While the spotlight has been shining on some of the bigger names in Canadian squash this past week in Toronto, high up on the 36th floor of the TD Waterhouse Tower on Wellington St., the oldest player registered in the Canadian squash championships was getting ready for his first match.
Seventy-six-year-old Irv Herman was the only entry in the 75+ category, so organizers put him in with the 70+ crew.
Herman, well known in squash circles, would lose his first match, on Thursday, to Neil McLachlan of Toronto, 9-4, 9-0, and 9-3, pushing him into round-robin play today at noon at the Wellington Club.
But what Herman lacked on court this particular day, he made up for in aplomb. Asked about having a photo taken of him after his match, he would say, "only if you're looking for a picture of the beautiful people." Make me look 40ish, he'd say to the photog. He'd laugh when asked if organizers hauled him off, made him pee in a cup, to check for steroids.
The folks at the University of Toronto know Irv Herman. He graduated in 1950, having been a squash champion for the varsity team. Those close to him talk about his quiet efforts behind the rise of public squash facilities in Toronto. He's also well known at Toronto Lawn and Tennis Club, where he has been a member since the late 1950s, and where his name is sketched numerous times across the club's honours list of past winners.
"Everybody knows Irv," the club's squash pro, Andrew Thompson, said. In fact, Herman all but lives there. "I never have to tell anyone to take a day off, except Irv," he said.

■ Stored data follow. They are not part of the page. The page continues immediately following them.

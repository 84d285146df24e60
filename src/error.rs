//! Error types for the specular-removal crate.

/// Errors that can occur while building the network or predicting highlights.
#[derive(Debug, thiserror::Error)]
pub enum Error {
    /// The input is too large for the memory or compute available to the forward pass.
    ///
    /// Raised before the pass when the padded image exceeds the configured pixel
    /// budget, or afterwards when the tensor runtime reports an allocation failure.
    #[error("image too large ({width}x{height}), shrink it and try again: {detail}")]
    ResourceExhausted {
        /// Image width in pixels.
        width: u32,
        /// Image height in pixels.
        height: u32,
        /// What ran out.
        detail: String,
    },

    /// The input image has a zero width or height.
    #[error("image has no pixels ({width}x{height})")]
    EmptyImage {
        /// Image width in pixels.
        width: u32,
        /// Image height in pixels.
        height: u32,
    },

    /// The network channel table is inconsistent.
    #[error("invalid network configuration: {0}")]
    InvalidConfig(String),

    /// The tensor runtime failed (missing parameter, shape mismatch, device error).
    #[error("tensor error: {0}")]
    Tensor(#[from] candle_core::Error),

    /// An I/O error occurred while reading or writing files.
    #[error("I/O error: {0}")]
    Io(#[from] std::io::Error),

    /// The image format is not supported.
    #[error("unsupported image format: {0}")]
    UnsupportedFormat(String),

    /// An error occurred during image processing (load, save, encode).
    #[error("image processing error: {0}")]
    Image(#[from] image::ImageError),
}

impl Error {
    /// Whether this error means the input was too large to process.
    ///
    /// Callers typically abort or retry with a downscaled image when this is `true`.
    #[must_use]
    pub fn is_resource_exhausted(&self) -> bool {
        matches!(self, Self::ResourceExhausted { .. })
    }
}

/// Whether a runtime error reports an allocation failure on the compute device.
pub(crate) fn is_out_of_memory(err: &candle_core::Error) -> bool {
    let msg = err.to_string().to_ascii_lowercase();
    msg.contains("out of memory") || msg.contains("out_of_memory")
}

/// A specialized `Result` type for this crate.
pub type Result<T> = std::result::Result<T, Error>;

Thompson recommended that Herman go on a weight-training regimen, because he and Irv felt he needed upper body muscle to adapt to the softer-ball, wider-court international game that North Americans converted to more and more during the 1990s. Soft-ball squash also requires more stamina, since there are longer rallies. Plus it's more of a thinking man's game, as opposed to the quicker game of hard-ball squash. All fine with Irv.
"Squash is like chess," he said. "It's just as much about timing and strategy as it is about the physical part of the game."
Deceptive on the court, is how Dennis Goodfellow, squash pro at the Fitness Institute, and Herman's cousin, describes him. "His forte has always been great racquet skills," Goodfellow said, watching Irv along with a handful of others at the Fitness Institute, a posh haven for the well-to-do that towers over the city. Goodfellow also talked about Herman's accuracy, and his ability to put the ball where he wants.
All foundations of the soft-ball game. Herman says he clung to the hard-ball game for years like a Doberman to a steak bone because it gave him an advantage against younger players.
Finding people his age to play is a challenge. But Herman isn't particular. He'll play almost anybody, younger teenagers starting out, older teens, people in their 20s, 30s and 40s, sometimes twice a day at Toronto Lawn and Tennis Club. "The younger ones I'll beat," he said. "As they learn, they give me a tougher and tougher game.
"So I find more new ones," he said, laughing.
The Canadian squash championships wrap up today at the CBC Atrium, with the men's open championship match starting at 2 p.m., followed by the women's championship at 3 p.m.